Con la astucia de un sicario, Alexei comenzó a desarrollar su plan. Primero difundió rumores en los que afirmaba que había perdido el favor de Catalina y había sido abandonado a su suerte. Esto atrajo la atención de la Princesa Tarakanova, que vio en él un posible aliado contra la Emperatriz. Le escribió una carta concertando una cita, y Alexei la citó en Livorno, ciudad italiana donde estaba amarrado el buque ruso. Tras varias semanas de una intensa amistad, surgió el romance entre los dos. Tarakanova se enamoró sin saberlo del que sería su verdugo final. Alexei le propuso matrimonio y sugirió que viajasen a Rusia para celebrar la unión y para comenzar su complot contra la Emperatriz, pero en cuanto Tarakanova subió al buque ruso fue detenida por conspiración.

Fue encarcelada en el fuerte de San Pablo y San Pedro, en San Petersburgo. Pero, ¿de qué murió? La historia oficial afirma que, tras brutales interrogatorios y unas condiciones higiénicas deplorables, la joven princesa (si es que lo era, al fin y al cabo) contrajo tuberculosis y falleció en su celda. En 1775.

Pero las leyendas cuentan otra historia: el río Neva tuvo una crecida descomunal, provocando una inundación. Al estar tan cerca del fuerte San Pablo y San Pedro, la celda de la princesa Tarakanova comenzó a inundarse hasta estar completamente cubierta de agua. La princesa habría muerto ahogada en su celda, según la historia popular.

Esta es la situación que representó el pintor Konstantin Flavitsky. Realizó dos versiones: una en 1862 y otra en 1864, siendo esta última la de mayor calidad.




ANÁLISIS FORMAL

La composición es esencialmente vertical, lo que refuerza la idea del agua llegando progresivamente a las zonas más altas de la estancia. La luz es tenue, otorgando un colorido amarillento a toda la escena, que recalca la miserable situación de la protagonista. El principal foco de luz se sitúa a la derecha, siendo una ventana que aparece parcialmente y por la cual vemos que se filtra el agua. La única protagonista del cuadro aparece a la izquierda de la composición, creando un distanciamiento físico visible con el origen de la inundación: la ventana.




ANÁLISIS ICONOGRÁFICO

En una celda de paredes desconchadas por la humedad, la princesa aparece subida a su cama, con la esperanza de que el agua tarde más en alcanzarla.

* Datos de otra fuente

// Copyright (c) 2025 Fabstir
// SPDX-License-Identifier: BUSL-1.1
//! Analyze image endpoint handler

use axum::{extract::State, http::StatusCode, Json};
use axum_extra::extract::multipart::{Multipart, MultipartError, MultipartRejection};
use tracing::{debug, warn};

use super::response::AnalyzeImageResponse;
use crate::api::errors::ApiError;
use crate::api::http_server::AppState;

/// Name of the multipart field carrying the image
pub const UPLOAD_FIELD: &str = "file";

/// POST /analyze-image/ - Detect objects and scene, then generate text
///
/// Pipeline:
/// 1. Read the `file` field from the multipart body
/// 2. Decode and run both vision models (blocking pool)
/// 3. Generate a paragraph and a poem
/// 4. Return labels and generated text
pub async fn analyze_image_handler(
    State(state): State<AppState>,
    multipart: Result<Multipart, MultipartRejection>,
) -> Result<Json<AnalyzeImageResponse>, ApiError> {
    let multipart = multipart.map_err(|e| {
        warn!("Rejected upload: {}", e);
        ApiError::InvalidUpload {
            status: e.status(),
            message: e.body_text(),
        }
    })?;

    let bytes = read_upload(multipart).await.map_err(|e| {
        warn!("Failed to read upload: {}", e);
        e
    })?;
    debug!("Received upload: {} bytes", bytes.len());

    let report = state.analyzer.analyze(bytes).await.map_err(|e| {
        warn!("Image analysis failed: {}", e);
        ApiError::from(e)
    })?;

    Ok(Json(AnalyzeImageResponse::from(report)))
}

/// Pull the bytes of the `file` field, skipping any other fields
///
/// Stream errors keep the status the multipart reader assigns, so a body over
/// the size limit is reported as 413.
pub async fn read_upload(mut multipart: Multipart) -> Result<Vec<u8>, ApiError> {
    while let Some(field) = multipart.next_field().await.map_err(upload_error)? {
        if field.name() != Some(UPLOAD_FIELD) {
            continue;
        }
        let data = field.bytes().await.map_err(upload_error)?;
        return Ok(data.to_vec());
    }

    Err(ApiError::InvalidUpload {
        status: StatusCode::BAD_REQUEST,
        message: format!("missing multipart field '{}'", UPLOAD_FIELD),
    })
}

fn upload_error(e: MultipartError) -> ApiError {
    ApiError::InvalidUpload {
        status: e.status(),
        message: e.body_text(),
    }
}
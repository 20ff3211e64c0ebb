// Copyright (c) 2025 Fabstir
// SPDX-License-Identifier: BUSL-1.1
//! Image preprocessing for the YOLO detector

use image::{imageops::FilterType, DynamicImage, GenericImageView, Rgb, RgbImage};
use ndarray::Array4;

/// Square input size of the YOLOv8 export
pub const DETECTOR_INPUT_SIZE: u32 = 640;

/// Letterbox padding value used by the upstream detector
pub const PAD_VALUE: u8 = 114;

/// Geometry of a letterbox resize, needed to map boxes back to the original image
#[derive(Debug, Clone, Copy, PartialEq)]
pub struct Letterbox {
    pub scale: f32,
    pub pad_x: f32,
    pub pad_y: f32,
    pub original_width: u32,
    pub original_height: u32,
}

impl Letterbox {
    /// Compute the letterbox for an image of the given size
    pub fn new(width: u32, height: u32, target_size: u32) -> Self {
        let scale = (target_size as f32 / width.max(1) as f32)
            .min(target_size as f32 / height.max(1) as f32);
        let new_w = ((width as f32 * scale).round() as u32).clamp(1, target_size);
        let new_h = ((height as f32 * scale).round() as u32).clamp(1, target_size);

        Self {
            scale,
            pad_x: ((target_size - new_w) / 2) as f32,
            pad_y: ((target_size - new_h) / 2) as f32,
            original_width: width,
            original_height: height,
        }
    }

    /// Resized (unpadded) content size
    pub fn content_size(&self) -> (u32, u32) {
        (
            ((self.original_width as f32 * self.scale).round() as u32).max(1),
            ((self.original_height as f32 * self.scale).round() as u32).max(1),
        )
    }

    /// Map an x coordinate in model space back to the original image, clamped
    pub fn unmap_x(&self, x: f32) -> f32 {
        ((x - self.pad_x) / self.scale).clamp(0.0, self.original_width as f32)
    }

    /// Map a y coordinate in model space back to the original image, clamped
    pub fn unmap_y(&self, y: f32) -> f32 {
        ((y - self.pad_y) / self.scale).clamp(0.0, self.original_height as f32)
    }
}

/// Preprocess an image for the detector
///
/// Steps:
/// 1. Resize keeping aspect ratio so the long side is DETECTOR_INPUT_SIZE
/// 2. Pad to square with gray (114)
/// 3. Scale RGB values to [0, 1]
/// 4. Convert to NCHW tensor format [1, 3, H, W]
pub fn preprocess_for_detection(image: &DynamicImage) -> (Array4<f32>, Letterbox) {
    let (orig_w, orig_h) = image.dimensions();
    let letterbox = Letterbox::new(orig_w, orig_h, DETECTOR_INPUT_SIZE);
    let (new_w, new_h) = letterbox.content_size();

    let resized = image.resize_exact(new_w, new_h, FilterType::Triangle).to_rgb8();

    let mut canvas = RgbImage::from_pixel(
        DETECTOR_INPUT_SIZE,
        DETECTOR_INPUT_SIZE,
        Rgb([PAD_VALUE, PAD_VALUE, PAD_VALUE]),
    );
    image::imageops::replace(
        &mut canvas,
        &resized,
        letterbox.pad_x as i64,
        letterbox.pad_y as i64,
    );

    let size = DETECTOR_INPUT_SIZE as usize;
    let mut tensor = Array4::zeros((1, 3, size, size));
    for (x, y, pixel) in canvas.enumerate_pixels() {
        for c in 0..3 {
            tensor[[0, c, y as usize, x as usize]] = pixel[c] as f32 / 255.0;
        }
    }

    (tensor, letterbox)
}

En contraposición con la pobreza de la celda, ella viste un elegante vestido, indicador de su status social.

Esta pintura romántica evoca un sentimiento de tristeza y compasión hacia la princesa, que finalmente adopta una actitud derrotista que se observa en su rostro: es consciente de que son sus últimos momentos de vida.

Konstantin Flavitsky supo plasmar la leyenda sobre la princesa perdida que perdió la vida ahogada en una miserable celda, otorgándole dignidad hasta el último segundo de su vida y confiriéndole un aire de mártir y de auténtica descendiente de la realeza rusa.